Am I the only person in the world that is NOT offended by Facebook’s ‘Motherhood Challenge’ – the viral campaign that involves posting pictures of you and your beautiful children, before tagging other mothers and encouraging them to do the same?
I know I should be. Happy family photos are the bruise of a woman who can’t have children. And I’ve read some brilliant articles from both mothers and non-mothers about how loathsome this trend has become. I particularly liked Flic Everett in the Guardian and Alice Judge-Talbot in The Telegraph. Both women (who are in fact mothers themselves) object to how it fetishizes motherhood and are sensitive to how people going through the heartbreak of infertility might feel. But they also think of those who have lost a child; of those struggling with teenagers who are seemingly out of control; and of those who have become estranged from their children in adulthood and may be wondering where all those years of love have gone.
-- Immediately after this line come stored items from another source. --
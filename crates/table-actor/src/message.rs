//! # Table Requests
//!
//! Messages sent from a [`TableClient`](crate::TableClient) to its
//! [`TableActor`](crate::TableActor). Each carries a oneshot sender for the reply.

use crate::error::FrameworkError;
use crate::record::Record;
use tokio::sync::oneshot;

/// Reply channel used by every request.
pub type Response<T> = oneshot::Sender<Result<T, FrameworkError>>;

/// The operations a table understands: CRUD, a full ordered listing, and
/// row-specific actions.
#[derive(Debug)]
pub enum TableRequest<T: Record> {
    Create {
        params: T::Create,
        respond_to: Response<T::Id>,
    },
    Get {
        id: T::Id,
        respond_to: Response<Option<T>>,
    },
    List {
        respond_to: Response<Vec<T>>,
    },
    Update {
        id: T::Id,
        update: T::Update,
        respond_to: Response<T>,
    },
    Delete {
        id: T::Id,
        respond_to: Response<()>,
    },
    Action {
        id: T::Id,
        action: T::Action,
        respond_to: Response<T::ActionResult>,
    },
}

impl<T: Record> TableRequest<T> {
    /// Short operation name, used in logs and mock diagnostics.
    pub fn op(&self) -> &'static str {
        match self {
            TableRequest::Create { .. } => "create",
            TableRequest::Get { .. } => "get",
            TableRequest::List { .. } => "list",
            TableRequest::Update { .. } => "update",
            TableRequest::Delete { .. } => "delete",
            TableRequest::Action { .. } => "action",
        }
    }
}
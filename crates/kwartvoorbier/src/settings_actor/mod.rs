//! # Settings Table
//!
//! String key/value rows. The ordering window is stored as four of them; see
//! [`SettingsClient::read_window`](crate::clients::SettingsClient::read_window).
//! Values are validated by their readers, not on write, so a malformed value
//! degrades the window instead of being rejected.

pub mod entity;
pub mod error;

pub use error::*;

use crate::clients::SettingsClient;
use crate::model::Setting;
use table_actor::TableActor;

/// Creates a new Settings actor and its client.
pub fn new(buffer_size: usize) -> (TableActor<Setting>, SettingsClient) {
    let (actor, inner) = TableActor::new(buffer_size);
    (actor, SettingsClient::new(inner))
}
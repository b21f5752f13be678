//! # Settings Client
//!
//! Reads and writes the key/value settings, and the ordering window stored in them.
use crate::model::{Setting, SettingCreate, SettingId, SettingUpdate};
use crate::settings_actor::SettingsError;
use crate::window::WindowConfig;
use async_trait::async_trait;
use table_actor::{FrameworkError, TableAccess, TableClient};
use tracing::{debug, info, instrument};

/// Client for interacting with the Settings table.
#[derive(Clone)]
pub struct SettingsClient {
    inner: TableClient<Setting>,
}

impl SettingsClient {
    pub fn new(inner: TableClient<Setting>) -> Self {
        Self { inner }
    }
}

#[async_trait]
impl TableAccess<Setting> for SettingsClient {
    type Error = SettingsError;

    fn inner(&self) -> &TableClient<Setting> {
        &self.inner
    }

    fn map_error(e: FrameworkError) -> Self::Error {
        match e.downcast_row::<SettingsError>() {
            Ok(row) => row,
            Err(FrameworkError::NotFound(id)) => SettingsError::NotFound(id),
            Err(other) => SettingsError::ActorCommunicationError(other.to_string()),
        }
    }
}

impl SettingsClient {
    #[instrument(skip(self))]
    pub async fn value(&self, key: &str) -> Result<Option<String>, SettingsError> {
        let settings = self.list().await?;
        Ok(settings.into_iter().find(|s| s.key == key).map(|s| s.value))
    }

    /// Updates the row for `key`, or inserts it when missing.
    #[instrument(skip(self))]
    pub async fn set_value(&self, key: &str, value: String) -> Result<SettingId, SettingsError> {
        let settings = self.list().await?;
        match settings.iter().find(|s| s.key == key) {
            Some(existing) => {
                debug!(id = %existing.id, "Updating setting");
                self.inner
                    .update(existing.id, SettingUpdate { value })
                    .await
                    .map_err(Self::map_error)?;
                Ok(existing.id)
            }
            None => {
                debug!("Inserting setting");
                let params = SettingCreate {
                    key: key.to_string(),
                    value,
                };
                self.inner.create(params).await.map_err(Self::map_error)
            }
        }
    }

    /// The current window, or `None` when a key is missing or malformed.
    #[instrument(skip(self))]
    pub async fn read_window(&self) -> Result<Option<WindowConfig>, SettingsError> {
        let settings = self.list().await?;
        Ok(WindowConfig::from_settings(&settings))
    }

    /// Writes all four window keys.
    #[instrument(skip(self))]
    pub async fn write_window(&self, window: &WindowConfig) -> Result<(), SettingsError> {
        for (key, value) in window.to_settings() {
            self.set_value(key, value).await?;
        }
        info!(%window, "Ordering window saved");
        Ok(())
    }
}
I’m glad they wrote these things. I appreciate their outrage very much. But when I first heard about the Facebook ‘Motherhood Challenge’ myself, I just thought: ‘Jessica, lean in.’ This is the world we live in. You can’t ask people to stop feeling proud and happy to be a mum. I would if I was one although I probably wouldn’t be posting pictures on Facebook. But maybe that’s just because of what I’ve been through. So don’t worry about tagging me, I’ll just send you this picture of me and my mum instead. Because these days whenever something presses the bruise, I’ve made the decision to lean in.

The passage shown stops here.